Mr. Dingley coughed. "Quite right, quite right! That is, of course, under ordinary circumstances. But in affairs of this sort, where state's evidence is concerned, we are obliged to lay personal feeling aside. Now from this letter," and Mr. Dingley tapped the little sheet which he held before him, "I gather that the Señora Valencia may have some information concerning this case of ours now going forward. Of course if it's incriminating, the state must have it. On the other hand, if it should tend to exonerate the defendant, of course we shall be very glad."

I murmured, "Oh, yes!" The hope of a possible means of clearing Johnny Montgomery went flushing through me.

If the Spanish Woman had anything to say I knew it would be in his favor. Still, there was something strange about it. "But if she has this information," I asked, "why doesn't she tell it in the court?"

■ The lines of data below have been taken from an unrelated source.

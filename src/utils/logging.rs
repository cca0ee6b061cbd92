// Tue Jan 13 2026 - Alex

use colored::*;
use log::{Level, LevelFilter};
use std::io::Write;
use std::time::Instant;

pub struct LoggingUtils;

impl LoggingUtils {
    /// Installs an env_logger writing to stderr; `RUST_LOG` still overrides per module.
    pub fn init_logger(level: LevelFilter, use_color: bool) {
        env_logger::Builder::new()
            .filter_level(level)
            .parse_default_env()
            .format_timestamp(None)
            .format(move |buf, record| {
                let level = if use_color {
                    Self::format_level(record.level()).to_string()
                } else {
                    format!("{:5}", record.level())
                };
                writeln!(buf, "{} [{}] {}", level, record.target(), record.args())
            })
            .try_init()
            .ok();
    }

    pub fn level_from_str(s: &str) -> LevelFilter {
        match s.to_lowercase().as_str() {
            "error" => LevelFilter::Error,
            "warn" | "warning" => LevelFilter::Warn,
            "info" => LevelFilter::Info,
            "debug" => LevelFilter::Debug,
            "trace" => LevelFilter::Trace,
            "off" => LevelFilter::Off,
            _ => LevelFilter::Info,
        }
    }

    fn format_level(level: Level) -> ColoredString {
        match level {
            Level::Error => "ERROR".red().bold(),
            Level::Warn => "WARN ".yellow().bold(),
            Level::Info => "INFO ".green().bold(),
            Level::Debug => "DEBUG".blue().bold(),
            Level::Trace => "TRACE".magenta().bold(),
        }
    }
}

pub struct ScopedTimer {
    name: String,
    start: Instant,
}

impl ScopedTimer {
    pub fn new(name: &str) -> Self {
        log::trace!("[TIMER] {} started", name);
        Self {
            name: name.to_string(),
            start: Instant::now(),
        }
    }
}

impl Drop for ScopedTimer {
    fn drop(&mut self) {
        let elapsed = self.start.elapsed();
        log::debug!("[TIMER] {} took {:.2}ms", self.name, elapsed.as_secs_f64() * 1000.0);
    }
}

#[cfg(test)]
mod tests {
    use super::*;

    #[test]
    fn test_level_from_str() {
        assert_eq!(LoggingUtils::level_from_str("WARNING"), LevelFilter::Warn);
        assert_eq!(LoggingUtils::level_from_str("trace"), LevelFilter::Trace);
        assert_eq!(LoggingUtils::level_from_str("nonsense"), LevelFilter::Info);
    }
}
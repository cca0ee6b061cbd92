// Tue Jan 13 2026 - Alex

use crate::output::BatchReport;
use crate::structure::{DeclarationDocument, LayoutEngine, LayoutError};
use indicatif::ProgressBar;
use rayon::prelude::*;
use std::fs;
use std::path::{Path, PathBuf};

/// One declaration document waiting to be processed.
#[derive(Debug, Clone)]
pub struct BatchInput {
    pub source: String,
    pub text: String,
}

impl BatchInput {
    pub fn new(source: &str, text: &str) -> Self {
        Self {
            source: source.to_string(),
            text: text.to_string(),
        }
    }

    pub fn from_path(path: &Path) -> Result<Self, LayoutError> {
        Ok(Self {
            source: path.display().to_string(),
            text: fs::read_to_string(path)?,
        })
    }
}

/// A document that could not be turned into a batch.
#[derive(Debug)]
pub struct BatchFailure {
    pub source: String,
    pub error: LayoutError,
}

pub type BatchOutcome = Result<BatchReport, BatchFailure>;

/// Runs independent batches on a rayon pool. Batches share nothing but the engine.
pub struct BatchExecutor {
    thread_count: usize,
    engine: LayoutEngine,
}

impl BatchExecutor {
    pub fn new(engine: LayoutEngine, thread_count: usize) -> Self {
        Self {
            thread_count: thread_count.max(1),
            engine,
        }
    }

    pub fn thread_count(&self) -> usize {
        self.thread_count
    }

    pub fn engine(&self) -> &LayoutEngine {
        &self.engine
    }

    /// Parses and processes one document.
    pub fn run_one(&self, input: &BatchInput) -> BatchOutcome {
        let forest = DeclarationDocument::from_json(&input.text)
            .and_then(DeclarationDocument::into_forest)
            .map_err(|error| BatchFailure {
                source: input.source.clone(),
                error,
            })?;
        log::debug!("{}: {} declarations", input.source, forest.len());
        Ok(self.engine.process(&input.source, forest))
    }

    /// Processes every input, keeping input order in the result.
    pub fn execute(&self, inputs: &[BatchInput], progress: Option<&ProgressBar>) -> Vec<BatchOutcome> {
        let run = || -> Vec<BatchOutcome> {
            inputs
                .par_iter()
                .map(|input| {
                    let outcome = self.run_one(input);
                    if let Some(bar) = progress {
                        bar.inc(1);
                    }
                    outcome
                })
                .collect()
        };

        match rayon::ThreadPoolBuilder::new().num_threads(self.thread_count).build() {
            Ok(pool) => pool.install(run),
            Err(e) => {
                log::warn!("Falling back to the global thread pool: {}", e);
                run()
            }
        }
    }

    pub fn execute_files(&self, paths: &[PathBuf], progress: Option<&ProgressBar>) -> Vec<BatchOutcome> {
        let mut outcomes: Vec<Option<BatchOutcome>> = Vec::with_capacity(paths.len());
        let mut inputs = Vec::with_capacity(paths.len());
        let mut slots = Vec::with_capacity(paths.len());
        for path in paths {
            match BatchInput::from_path(path) {
                Ok(input) => {
                    slots.push(outcomes.len());
                    outcomes.push(None);
                    inputs.push(input);
                }
                Err(error) => {
                    if let Some(bar) = progress {
                        bar.inc(1);
                    }
                    outcomes.push(Some(Err(BatchFailure {
                        source: path.display().to_string(),
                        error,
                    })));
                }
            }
        }

        for (slot, outcome) in slots.into_iter().zip(self.execute(&inputs, progress)) {
            outcomes[slot] = Some(outcome);
        }
        outcomes.into_iter().flatten().collect()
    }
}

#[cfg(test)]
mod tests {
    use super::*;
    use crate::structure::AbiTable;

    fn executor() -> BatchExecutor {
        BatchExecutor::new(LayoutEngine::new(AbiTable::amd64()), 2)
    }

    #[test]
    fn test_batches_keep_order() {
        let inputs = vec![
            BatchInput::new("a.json", r#"{"structs":[{"name":"A","fields":[{"name":"x","type":"bool"},{"name":"y","type":"int64"},{"name":"z","type":"bool"}]}]}"#),
            BatchInput::new("bad.json", "{"),
            BatchInput::new("b.json", r#"{"structs":[{"name":"B","fields":[{"name":"x","type":"int64"}]}]}"#),
        ];
        let outcomes = executor().execute(&inputs, None);

        assert_eq!(outcomes.len(), 3);
        let first = outcomes[0].as_ref().unwrap();
        assert_eq!(first.source(), "a.json");
        assert_eq!(first.get("A").map(|s| s.after_size()), Some(16));
        assert!(matches!(outcomes[1], Err(BatchFailure { error: LayoutError::Json(_), .. })));
        assert_eq!(outcomes[2].as_ref().unwrap().source(), "b.json");
    }

    #[test]
    fn test_same_names_in_separate_batches() {
        let inputs = vec![
            BatchInput::new("one", r#"{"structs":[{"name":"T","fields":[{"name":"x","type":"int8"}]}]}"#),
            BatchInput::new("two", r#"{"structs":[{"name":"T","fields":[{"name":"x","type":"int64"}]}]}"#),
        ];
        let outcomes = executor().execute(&inputs, None);
        assert_eq!(outcomes[0].as_ref().unwrap().structs()[0].before_size(), 1);
        assert_eq!(outcomes[1].as_ref().unwrap().structs()[0].before_size(), 8);
    }

    #[test]
    fn test_missing_file() {
        let outcomes = executor().execute_files(&[PathBuf::from("/nonexistent/decls.json")], None);
        assert!(matches!(outcomes[0], Err(BatchFailure { error: LayoutError::Io(_), .. })));
    }
}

"My dear Miss Ellie, why indeed? We never know why women do things. But it has been my experience in legal cases, and especially in criminal ones, that women will often give evidence in some such high-fantastic way as this, which could never be got out of them through the proper channel,—that is by means of cross-examination, in court. Now she's evidently taken a fancy to tell you something, and I feel it is our duty to see just how much is in it."

"Oh, yes," I said again, but this time more faintly, for when I thought of whom I was to face, some cowardly thing in me wavered, "But are you sure it's—safe?"

Mr. Dingley laughed. "My dear Miss Ellie, we don't live in the dark ages!"